Bach duets: Violinist Rachel Barton Pine remains one of the music world’s most assured Bach interpreters, and with her frequent partner, Jory Vinikour on harpsichord, she comes to the Bay Area this week in a program of the composer’s sonatas and partitas presented by the San Francisco Early Music Society.

Details: 7:30 p.m. Friday at First Presbyterian Church, Palo Alto; 7:30 p.m. Saturday at First Congregational Church of Berkeley; 4 p.m. Sunday at St. Mark’s Lutheran Church, San Francisco; $30-$40;

Orliński returns: Polish countertenor Jakub Jozef Orliński left an indelible impression with his previous appearance in concert at Cal Performances and as a super-charged Orpheus at San Francisco Opera. Now, this extraordinary artist returns with Il Pomo d’Oro in a program titled “Beyond,” with performances in Berkeley and Palo Alto.

Details: 7:30 p.m. Tuesday at Zellerbach Hall, UC Berkeley; $35-$106;; 2:30 p.m. April 14 at Stanford University; $15-$110;

— Georgia Rowe, Correspondent

Bruce Hornsby takes a dip

Bay Area music fans are well-acquainted with the extraordinary keyboardist, singer and songwriter Bruce Hornsby for his long stint as a touring musician with the Grateful Dead. He’s also known for the Americana outfit Bruce Hornsby and the Range, who had a No. 1 hit with “The Way It Is.”

He’s also collaborated with artists ranging from Ricky Skaggs to Pat Metheny and contributed songs and scores to several Spike Lee projects.

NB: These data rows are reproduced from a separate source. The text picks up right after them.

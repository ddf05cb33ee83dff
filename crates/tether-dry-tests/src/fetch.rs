// SPDX-License-Identifier: Apache-2.0
// © James Ross Ω FLYING•ROBOTS <https://github.com/flyingrobots>
//! Scripted markup fetcher.

use std::cell::RefCell;
use std::collections::HashMap;
use std::rc::Rc;

use tether_core::{ContentFetcher, FetchPoll};

/// [`ContentFetcher`] answering from a script.
///
/// Clones share the script, so a test can keep a handle after moving the
/// fetcher into a controller and inspect how often each URL was requested.
/// Unscripted URLs fail.
///
/// # Example
///
/// ```
/// use tether_core::{ContentFetcher, FetchPoll};
/// use tether_dry_tests::ScriptedFetcher;
///
/// let fetcher = ScriptedFetcher::new();
/// fetcher.respond("card.html", Ok("<p>{{name}}</p>".into()));
/// let mut handle = fetcher.clone();
/// assert_eq!(
///     handle.fetch("card.html"),
///     FetchPoll::Ready(Ok("<p>{{name}}</p>".into()))
/// );
/// assert_eq!(fetcher.calls("card.html"), 1);
/// ```
#[derive(Clone, Default)]
pub struct ScriptedFetcher {
    inner: Rc<RefCell<Inner>>,
}

#[derive(Default)]
struct Inner {
    script: HashMap<String, FetchPoll>,
    calls: HashMap<String, usize>,
}

impl ScriptedFetcher {
    /// Creates an empty script.
    pub fn new() -> Self {
        Self::default()
    }

    /// Answers `url` immediately with `result`.
    pub fn respond(&self, url: &str, result: Result<String, String>) {
        self.inner
            .borrow_mut()
            .script
            .insert(url.to_owned(), FetchPoll::Ready(result));
    }

    /// Answers `url` with [`FetchPoll::Pending`]; the test later delivers the
    /// markup through `Controller::complete_fetch`.
    pub fn defer(&self, url: &str) {
        self.inner
            .borrow_mut()
            .script
            .insert(url.to_owned(), FetchPoll::Pending);
    }

    /// How many times `url` was requested.
    pub fn calls(&self, url: &str) -> usize {
        self.inner.borrow().calls.get(url).copied().unwrap_or(0)
    }
}

impl ContentFetcher for ScriptedFetcher {
    fn fetch(&mut self, url: &str) -> FetchPoll {
        let mut inner = self.inner.borrow_mut();
        *inner.calls.entry(url.to_owned()).or_default() += 1;
        inner
            .script
            .get(url)
            .cloned()
            .unwrap_or_else(|| FetchPoll::Ready(Err(format!("unscripted url {url}"))))
    }
}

Now he is all about the water. The musician has teamed with the acclaimed experimental chamber group yMusic — they’re collectively known as BrhyM — for the new album “Deep Sea Vents,” consisting of 10 jazz/pop-classical/Americana songs about water and human kind’s relationship to it. Jazz legend Branford Marsalis, multi-instrumentalist Mark Dover and drummer Chad Wright are guest artists on the album, which is available for streaming or purchase on most major music platforms.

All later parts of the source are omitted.